**Task**
Filter these entries down to lines holding "mint".

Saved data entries
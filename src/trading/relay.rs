//! Single-endpoint relay submission
//!
//! The relay accepts already-signed transactions and propagates them itself.
//! It may charge a fee, paid by a transfer placed in front of the swap.

use serde_json::{json, Value};
use solana_sdk::pubkey::Pubkey;
use solana_sdk::transaction::VersionedTransaction;
use std::sync::Arc;
use tracing::{debug, warn};

use crate::config::RelayConfig;
use crate::error::{Error, Result};
use crate::pool::parse_pubkey;
use crate::trading::http::JsonTransport;
use crate::trading::ledger::BlockhashWindow;
use crate::trading::transaction::encode_base58;

pub struct RelayClient {
    url: String,
    fee: Option<(Pubkey, u64)>,
    transport: Arc<dyn JsonTransport>,
}

impl RelayClient {
    pub fn new(config: &RelayConfig, transport: Arc<dyn JsonTransport>) -> Result<Self> {
        if config.url.is_empty() {
            return Err(Error::Config("relay.url is not set".to_string()));
        }

        let fee = if config.fee_lamports > 0 {
            Some((parse_pubkey(&config.fee_wallet)?, config.fee_lamports))
        } else {
            None
        };

        Ok(Self {
            url: config.url.clone(),
            fee,
            transport,
        })
    }

    /// Fee recipient and amount, when the relay charges one
    pub fn fee(&self) -> Option<(Pubkey, u64)> {
        self.fee
    }

    /// Hand the transactions to the relay. The relay answering with an
    /// error is a [`Error::RelaySubmission`].
    pub async fn send(
        &self,
        transactions: &[VersionedTransaction],
        window: &BlockhashWindow,
    ) -> Result<()> {
        let encoded = transactions
            .iter()
            .map(encode_base58)
            .collect::<Result<Vec<_>>>()?;

        let body = json!({
            "transactions": encoded,
            "latestBlockhash": window.blockhash.to_string(),
            "lastValidBlockHeight": window.last_valid_block_height,
        });

        let response = self.transport.post_json(&self.url, &body).await?;

        if let Some(error) = response.get("error").filter(|e| !e.is_null()) {
            let message = error
                .as_str()
                .map(str::to_string)
                .unwrap_or_else(|| error.to_string());
            warn!("Relay rejected transactions: {}", message);
            return Err(Error::RelaySubmission(message));
        }

        if let Some(signature) = response.get("signature").and_then(Value::as_str) {
            debug!("Relay accepted transaction {}", signature);
        }

        Ok(())
    }
}
//! Error types for the sniper bot

use thiserror::Error;

/// Result type alias using our custom Error
pub type Result<T> = std::result::Result<T, Error>;

/// Main error type for the sniper bot
#[derive(Error, Debug)]
pub enum Error {
    // Configuration errors
    #[error("Configuration error: {0}")]
    Config(String),

    #[error("Invalid pubkey {value}: {reason}")]
    InvalidPubkey { value: String, reason: String },

    // RPC errors
    #[error("RPC error: {0}")]
    Rpc(String),

    #[error("Account not found: {0}")]
    AccountNotFound(String),

    #[error("Account decode failed: {0}")]
    AccountDecode(String),

    // HTTP collaborators (quote provider, relays)
    #[error("HTTP error: {0}")]
    Http(String),

    #[error("HTTP {status}: {body}")]
    HttpStatus { status: u16, body: String },

    #[error("Quote provider error: {0}")]
    Quote(String),

    // Feed errors
    #[error("Feed connection failed: {0}")]
    FeedConnection(String),

    #[error("Subscription {0} not found")]
    SubscriptionNotFound(u64),

    // Pool errors
    #[error("Pool {pool} has no wrapped SOL side ({base} / {quote})")]
    UnsupportedPool {
        pool: String,
        base: String,
        quote: String,
    },

    #[error("Empty reserve in pool {0}")]
    EmptyReserve(String),

    // Trading errors
    #[error("Transaction build failed: {0}")]
    TransactionBuild(String),

    #[error("Transaction send failed: {0}")]
    TransactionSend(String),

    // Jito errors
    #[error("Jito bundle submission failed: {0}")]
    JitoBundleSubmission(String),

    #[error("Jito bundle rejected: {0}")]
    JitoBundleRejected(String),

    #[error("Relay submission failed: {0}")]
    RelaySubmission(String),

    // Position management errors
    #[error("Position not found: {0}")]
    PositionNotFound(String),

    #[error("Position {mint} cannot move from {from} to {to}")]
    InvalidTransition {
        mint: String,
        from: String,
        to: String,
    },

    #[error("Purchase already recorded for {0}")]
    PurchaseAlreadyRecorded(String),

    #[error("Position persistence failed: {0}")]
    PositionPersistence(String),

    // Filter errors
    #[error("Pool rejected: {reason}")]
    GateRejected { reason: String },

    // Serialization errors
    #[error("Serialization error: {0}")]
    Serialization(String),

    #[error("Deserialization error: {0}")]
    Deserialization(String),

    // I/O errors
    #[error("I/O error: {0}")]
    Io(String),
}

impl Error {
    /// Check if this error is retryable (transient)
    pub fn is_retryable(&self) -> bool {
        matches!(
            self,
            Error::Rpc(_)
                | Error::Http(_)
                | Error::FeedConnection(_)
                | Error::TransactionSend(_)
                | Error::JitoBundleSubmission(_)
                | Error::RelaySubmission(_)
        )
    }
}

// Conversion from solana_client errors
impl From<solana_client::client_error::ClientError> for Error {
    fn from(e: solana_client::client_error::ClientError) -> Self {
        Error::Rpc(e.to_string())
    }
}

impl From<reqwest::Error> for Error {
    fn from(e: reqwest::Error) -> Self {
        if e.is_timeout() {
            Error::Http(format!("request timed out: {}", e))
        } else {
            Error::Http(e.to_string())
        }
    }
}

// Conversion from serde_json errors
impl From<serde_json::Error> for Error {
    fn from(e: serde_json::Error) -> Self {
        Error::Serialization(e.to_string())
    }
}

// Conversion from I/O errors
impl From<std::io::Error> for Error {
    fn from(e: std::io::Error) -> Self {
        Error::Io(e.to_string())
    }
}

#[cfg(test)]
mod tests {
    use super::*;

    #[test]
    fn test_transient_errors_are_retryable() {
        assert!(Error::Rpc("connection reset".into()).is_retryable());
        assert!(Error::Http("503".into()).is_retryable());
        assert!(Error::JitoBundleSubmission("all regions down".into()).is_retryable());
    }

    #[test]
    fn test_permanent_errors_are_not_retryable() {
        assert!(!Error::GateRejected {
            reason: "pool too large".into()
        }
        .is_retryable());
        assert!(!Error::PurchaseAlreadyRecorded("mint".into()).is_retryable());
        assert!(!Error::Config("bad".into()).is_retryable());
    }
}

**Your solution**
    #[error("Position {mint} cannot move from {from} to {to}")]
        mint: String,
        assert!(!Error::PurchaseAlreadyRecorded("mint".into()).is_retryable());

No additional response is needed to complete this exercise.